Hollywood, like crocodiles, sometimes eats its own. Take, for example, the tragic story of actor and comic Karl Dane.
Dane, who was born Rasmus Karl Therkelsen Gottlieb in Copenhagen in 1886, boarded a steamer headed for Ellis Island 30 years later with $25 in his pocket.
Despite limited English, Dane soon landed a part playing a German chancellor in a film made in New York called My Four Years in Germany. The anti-German propaganda film was the first major hit for fledgling producers Warner Bros. and led to more parts for Dane on the East Coast.
He later moved west, settling in Van Nuys in 1921, where he married and started a new career as a farmer. Two years later his wife and newborn baby daughter died in childbirth, and Dane returned to films.
In 1924, Dane appeared in the silent blockbuster The Big Parade, which starred John Gilbert and Renee Adoree. The success of the film led to more work for the Danish immigrant alongside Rudolph Valentino in Son of the Sheik.

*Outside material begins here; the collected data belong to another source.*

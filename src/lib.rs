//! Library to back up a [PostgreSQL][pg] database running in a Docker container.
//!
//! Every run takes a compressed daily dump and, when due, a full monthly base
//! backup. Backups are copied out of the container into a local store and
//! expired daily backups are pruned. See [`orchestrator`] for the sequence of
//! a run and [`backends`] for the individual backup types.
//!
//! [pg]: https://www.postgresql.org/

#![forbid(unsafe_code)]

pub mod backends;
pub mod cli;
pub mod config;
pub mod container;
pub mod notify;
pub mod orchestrator;
pub mod util;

While most of his previous silent film roles were as “heavies,” Dane was teamed up with Scotsman George K. Arthur in 1927 as part of the comic duo Dane & Arthur. The series of comedy shorts they created proved popular, and MGM rewarded Dane with a long-term contract.
And then came sound.
With the arrival of “talkies,” Dane’s heavily-accented voice didn’t translate well to audiences, and he was soon cut by MGM.
The Dane & Arthur team disbanded after a lengthy vaudeville tour, with Dane later trying his hand at a variety of jobs before returning to the stage in an unsuccessful bid to make it as a solo performer.
By the end of 1933, Dane found himself in the humiliating position of running a hot dog stand outside of the MGM gates; the studio where he had been a star a short time earlier. Former friends at the studio, perhaps to save him embarrassment, avoided his establishment, which failed a short time later.
During this week in April 1934, Dane was robbed of his last $18. Afterwards, he went back to his Hollywood apartment and killed himself with a revolver where he was later found by a friend.
For a time his body lay unclaimed until Danish actor Jean Hersholt convinced MGM to pay for Dane’s burial at what is today Hollywood Forever Cemetery, the same burial ground where his old co-star Rudolph Valentino was interred a few years earlier.
May 7th, 2018 at 1:41 pm
Powerul story.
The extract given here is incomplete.